## Records contained in a dataset
---

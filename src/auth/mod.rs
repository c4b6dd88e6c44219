/*!
 * # Authentication
 *
 * Bearer-token authentication for the site ledger API. Tokens are HS256
 * JWTs carrying the user id (`sub`), display name and a single `role`.
 * The middleware attaches an [`AuthUser`] to the request; route groups
 * decide who gets through with a [`RoleGate`].
 */

use axum::{
    async_trait,
    extract::{FromRequestParts, Request, State},
    http::{header, request::Parts, HeaderMap, StatusCode},
    middleware::Next,
    response::{IntoResponse, Response},
    Json,
};
use chrono::{Duration as ChronoDuration, Utc};
use jsonwebtoken::{decode, encode, Algorithm, DecodingKey, EncodingKey, Header, Validation};
use serde::{Deserialize, Serialize};
use std::sync::Arc;
use std::time::Duration;
use thiserror::Error;
use tracing::debug;
use uuid::Uuid;

use crate::config::AppConfig;

mod rbac;

pub use rbac::*;

/// Claim structure for JWT tokens
#[derive(Debug, Clone, Serialize, Deserialize)]
pub struct Claims {
    pub sub: String,  // Subject (user ID)
    pub name: String, // Display name
    pub role: String, // `admin` or `supervisor`
    pub jti: String,
    pub iat: i64,
    pub exp: i64,
    pub nbf: i64,
    pub iss: String,
    pub aud: String,
}

/// Authenticated user data extracted from the JWT token
#[derive(Debug, Clone, PartialEq, Eq, Serialize, Deserialize)]
pub struct AuthUser {
    pub user_id: Uuid,
    pub name: String,
    /// `None` when the token carried a role this service does not know
    pub role: Option<Role>,
    pub token_id: String,
}

impl AuthUser {
    pub fn new(user_id: Uuid, name: impl Into<String>, role: Role) -> Self {
        Self {
            user_id,
            name: name.into(),
            role: Some(role),
            token_id: Uuid::new_v4().to_string(),
        }
    }

    pub fn has_role(&self, role: Role) -> bool {
        self.role == Some(role)
    }

    pub fn is_admin(&self) -> bool {
        self.has_role(Role::Admin)
    }

    /// Supervisor id to scope site queries by, `None` for other roles.
    pub fn supervisor_scope(&self) -> Option<Uuid> {
        self.has_role(Role::Supervisor).then_some(self.user_id)
    }

    /// Admins see every site, supervisors only the ones assigned to them.
    pub fn can_access_site(&self, supervisor_id: Option<Uuid>) -> bool {
        match self.role {
            Some(Role::Admin) => true,
            Some(Role::Supervisor) => supervisor_id == Some(self.user_id),
            None => false,
        }
    }
}

#[async_trait]
impl<S> FromRequestParts<S> for AuthUser
where
    S: Send + Sync,
{
    type Rejection = AuthError;

    async fn from_request_parts(parts: &mut Parts, _state: &S) -> Result<Self, Self::Rejection> {
        parts
            .extensions
            .get::<AuthUser>()
            .cloned()
            .ok_or(AuthError::MissingAuth)
    }
}

/// Authentication configuration
#[derive(Clone, Debug)]
pub struct AuthConfig {
    pub jwt_secret: String,
    pub jwt_issuer: String,
    pub jwt_audience: String,
    pub access_token_expiration: Duration,
}

impl AuthConfig {
    pub fn new(
        jwt_secret: String,
        jwt_issuer: String,
        jwt_audience: String,
        access_token_expiration: Duration,
    ) -> Self {
        Self {
            jwt_secret,
            jwt_issuer,
            jwt_audience,
            access_token_expiration,
        }
    }
}

impl From<&AppConfig> for AuthConfig {
    fn from(cfg: &AppConfig) -> Self {
        Self::new(
            cfg.jwt_secret.clone(),
            cfg.auth_issuer.clone(),
            cfg.auth_audience.clone(),
            Duration::from_secs(cfg.jwt_expiration as u64),
        )
    }
}

/// Issues and validates access tokens
#[derive(Debug, Clone)]
pub struct AuthService {
    config: AuthConfig,
}

/// Access token handed to a client
#[derive(Debug, Serialize, Deserialize)]
pub struct IssuedToken {
    pub access_token: String,
    pub token_type: String,
    pub expires_in: i64,
}

impl AuthService {
    pub fn new(config: AuthConfig) -> Self {
        Self { config }
    }

    pub fn config(&self) -> &AuthConfig {
        &self.config
    }

    /// Generate an access token for a user
    pub fn generate_token(
        &self,
        user_id: Uuid,
        name: &str,
        role: Role,
    ) -> Result<IssuedToken, AuthError> {
        let now = Utc::now();
        let exp = now
            + ChronoDuration::from_std(self.config.access_token_expiration)
                .map_err(|_| AuthError::InternalError("Invalid token duration".to_string()))?;

        let claims = Claims {
            sub: user_id.to_string(),
            name: name.to_string(),
            role: role.to_string(),
            jti: Uuid::new_v4().to_string(),
            iat: now.timestamp(),
            exp: exp.timestamp(),
            nbf: now.timestamp(),
            iss: self.config.jwt_issuer.clone(),
            aud: self.config.jwt_audience.clone(),
        };

        let access_token = self.encode_claims(&claims)?;

        Ok(IssuedToken {
            access_token,
            token_type: "Bearer".to_string(),
            expires_in: self.config.access_token_expiration.as_secs() as i64,
        })
    }

    fn encode_claims(&self, claims: &Claims) -> Result<String, AuthError> {
        encode(
            &Header::new(Algorithm::HS256),
            claims,
            &EncodingKey::from_secret(self.config.jwt_secret.as_bytes()),
        )
        .map_err(|e| AuthError::TokenCreation(e.to_string()))
    }

    /// Validate a JWT token and extract the claims
    pub fn validate_token(&self, token: &str) -> Result<Claims, AuthError> {
        let mut validation = Validation::new(Algorithm::HS256);
        validation.set_issuer(&[self.config.jwt_issuer.as_str()]);
        validation.set_audience(&[self.config.jwt_audience.as_str()]);

        decode::<Claims>(
            token,
            &DecodingKey::from_secret(self.config.jwt_secret.as_bytes()),
            &validation,
        )
        .map(|data| data.claims)
        .map_err(|e| match e.kind() {
            jsonwebtoken::errors::ErrorKind::ExpiredSignature => AuthError::TokenExpired,
            _ => AuthError::InvalidToken,
        })
    }

    /// Validates `token` and turns its claims into an [`AuthUser`].
    pub fn authenticate(&self, token: &str) -> Result<AuthUser, AuthError> {
        let claims = self.validate_token(token)?;
        let user_id = Uuid::parse_str(&claims.sub).map_err(|_| AuthError::InvalidToken)?;

        Ok(AuthUser {
            user_id,
            name: claims.name,
            role: Role::from_claim(&claims.role),
            token_id: claims.jti,
        })
    }
}

#[derive(Debug, Error)]
pub enum AuthError {
    #[error("Missing authentication")]
    MissingAuth,

    #[error("Invalid token")]
    InvalidToken,

    #[error("Token has expired")]
    TokenExpired,

    #[error("Token creation failed: {0}")]
    TokenCreation(String),

    #[error("Insufficient permissions")]
    InsufficientPermissions,

    #[error("Internal error: {0}")]
    InternalError(String),
}

impl IntoResponse for AuthError {
    fn into_response(self) -> Response {
        let (status, error_code, error_message): (StatusCode, &str, String) = match &self {
            Self::MissingAuth => (
                StatusCode::UNAUTHORIZED,
                "AUTH_MISSING",
                "Authentication required".to_string(),
            ),
            Self::InvalidToken => (
                StatusCode::UNAUTHORIZED,
                "AUTH_INVALID_TOKEN",
                "Invalid authentication token".to_string(),
            ),
            Self::TokenExpired => (
                StatusCode::UNAUTHORIZED,
                "AUTH_TOKEN_EXPIRED",
                "Token has expired".to_string(),
            ),
            Self::TokenCreation(msg) => (
                StatusCode::INTERNAL_SERVER_ERROR,
                "AUTH_TOKEN_CREATION_FAILED",
                msg.clone(),
            ),
            Self::InsufficientPermissions => (
                StatusCode::FORBIDDEN,
                "AUTH_INSUFFICIENT_PERMISSIONS",
                "Insufficient permissions".to_string(),
            ),
            Self::InternalError(msg) => (
                StatusCode::INTERNAL_SERVER_ERROR,
                "AUTH_INTERNAL_ERROR",
                msg.clone(),
            ),
        };

        let body = Json(serde_json::json!({
            "error": {
                "code": error_code,
                "message": error_message,
            }
        }));

        (status, body).into_response()
    }
}

fn bearer_token(headers: &HeaderMap) -> Option<&str> {
    headers
        .get(header::AUTHORIZATION)?
        .to_str()
        .ok()?
        .strip_prefix("Bearer ")
        .map(str::trim)
}

/// Makes the [`AuthService`] available to [`auth_middleware`].
pub async fn auth_service_layer(
    State(auth_service): State<Arc<AuthService>>,
    mut request: Request,
    next: Next,
) -> Response {
    request.extensions_mut().insert(auth_service);
    next.run(request).await
}

/// Attaches the [`AuthUser`] of a valid bearer token. Requests without an
/// `Authorization` header pass through unauthenticated; the role gate
/// rejects them where a role is required.
pub async fn auth_middleware(mut request: Request, next: Next) -> Response {
    let auth_service = match request.extensions().get::<Arc<AuthService>>() {
        Some(service) => service.clone(),
        None => {
            return AuthError::InternalError("Authentication service not available".to_string())
                .into_response()
        }
    };

    if request.headers().get(header::AUTHORIZATION).is_none() {
        return next.run(request).await;
    }

    let user = match bearer_token(request.headers()) {
        Some(token) => auth_service.authenticate(token),
        None => Err(AuthError::InvalidToken),
    };

    match user {
        Ok(user) => {
            debug!(user_id = %user.user_id, role = ?user.role, "Request authenticated");
            request.extensions_mut().insert(user);
            next.run(request).await
        }
        Err(e) => e.into_response(),
    }
}

/// Extension methods for Router to add auth middleware
pub trait AuthRouterExt {
    fn with_auth(self) -> Self;
    fn with_roles(self, gate: &RoleGate) -> Self;
}

impl<S> AuthRouterExt for axum::Router<S>
where
    S: Clone + Send + Sync + 'static,
{
    fn with_auth(self) -> Self {
        self.layer(axum::middleware::from_fn(auth_middleware))
    }

    /// The role gate is the inner layer so it sees the user attached by auth.
    fn with_roles(self, gate: &RoleGate) -> Self {
        self.layer(axum::middleware::from_fn_with_state(
            gate.clone(),
            role_gate_middleware,
        ))
        .with_auth()
    }
}

#[cfg(test)]
mod tests {
    use super::*;
    use assert_matches::assert_matches;

    const SECRET: &str = "unit-test-secret-with-enough-entropy-0123456789-abcdefghijklmnop";

    fn service() -> AuthService {
        AuthService::new(AuthConfig::new(
            SECRET.to_string(),
            "sitebook-api".to_string(),
            "sitebook-web".to_string(),
            Duration::from_secs(3600),
        ))
    }

    #[test]
    fn issued_token_authenticates() {
        let auth = service();
        let user_id = Uuid::new_v4();
        let token = auth
            .generate_token(user_id, "Anil", Role::Supervisor)
            .unwrap();

        let user = auth.authenticate(&token.access_token).unwrap();
        assert_eq!(user.user_id, user_id);
        assert_eq!(user.name, "Anil");
        assert_eq!(user.role, Some(Role::Supervisor));
        assert_eq!(token.token_type, "Bearer");
    }

    #[test]
    fn wrong_audience_is_rejected() {
        let token = service()
            .generate_token(Uuid::new_v4(), "Anil", Role::Admin)
            .unwrap();

        let other = AuthService::new(AuthConfig::new(
            SECRET.to_string(),
            "sitebook-api".to_string(),
            "someone-else".to_string(),
            Duration::from_secs(3600),
        ));
        assert_matches!(
            other.validate_token(&token.access_token),
            Err(AuthError::InvalidToken)
        );
    }

    #[test]
    fn expired_token_is_rejected() {
        let auth = service();
        let past = Utc::now().timestamp() - 7200;
        let claims = Claims {
            sub: Uuid::new_v4().to_string(),
            name: "Old".into(),
            role: "admin".into(),
            jti: Uuid::new_v4().to_string(),
            iat: past,
            exp: past + 60,
            nbf: past,
            iss: "sitebook-api".into(),
            aud: "sitebook-web".into(),
        };
        let token = auth.encode_claims(&claims).unwrap();
        assert_matches!(auth.validate_token(&token), Err(AuthError::TokenExpired));
    }

    #[test]
    fn unknown_role_claim_yields_no_role() {
        let auth = service();
        let now = Utc::now().timestamp();
        let claims = Claims {
            sub: Uuid::new_v4().to_string(),
            name: "Guest".into(),
            role: "owner".into(),
            jti: Uuid::new_v4().to_string(),
            iat: now,
            exp: now + 600,
            nbf: now,
            iss: "sitebook-api".into(),
            aud: "sitebook-web".into(),
        };
        let token = auth.encode_claims(&claims).unwrap();
        let user = auth.authenticate(&token).unwrap();
        assert_eq!(user.role, None);
        assert!(!user.can_access_site(None));
    }

    #[test]
    fn supervisors_only_reach_assigned_sites() {
        let supervisor = AuthUser::new(Uuid::new_v4(), "Meera", Role::Supervisor);
        assert!(supervisor.can_access_site(Some(supervisor.user_id)));
        assert!(!supervisor.can_access_site(Some(Uuid::new_v4())));
        assert!(!supervisor.can_access_site(None));
        assert_eq!(supervisor.supervisor_scope(), Some(supervisor.user_id));

        let admin = AuthUser::new(Uuid::new_v4(), "Root", Role::Admin);
        assert!(admin.can_access_site(None));
        assert_eq!(admin.supervisor_scope(), None);
    }
}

---

## Assignment
Return the opening line of the data and every line after it through the line containing "pub struct Claims", please, exactly as written and with nothing added.

## Expected output
filename src/auth/mod.rs
repository c4b6dd88e6c44219
/*!
 * # Authentication
 *
 * Bearer-token authentication for the site ledger API. Tokens are HS256
 * JWTs carrying the user id (`sub`), display name and a single `role`.
 * The middleware attaches an [`AuthUser`] to the request; route groups
 * decide who gets through with a [`RoleGate`].
 */

use axum::{
    async_trait,
    extract::{FromRequestParts, Request, State},
    http::{header, request::Parts, HeaderMap, StatusCode},
    middleware::Next,
    response::{IntoResponse, Response},
    Json,
};
use chrono::{Duration as ChronoDuration, Utc};
use jsonwebtoken::{decode, encode, Algorithm, DecodingKey, EncodingKey, Header, Validation};
use serde::{Deserialize, Serialize};
use std::sync::Arc;
use std::time::Duration;
use thiserror::Error;
use tracing::debug;
use uuid::Uuid;

use crate::config::AppConfig;

mod rbac;

pub use rbac::*;

/// Claim structure for JWT tokens
#[derive(Debug, Clone, Serialize, Deserialize)]
pub struct Claims {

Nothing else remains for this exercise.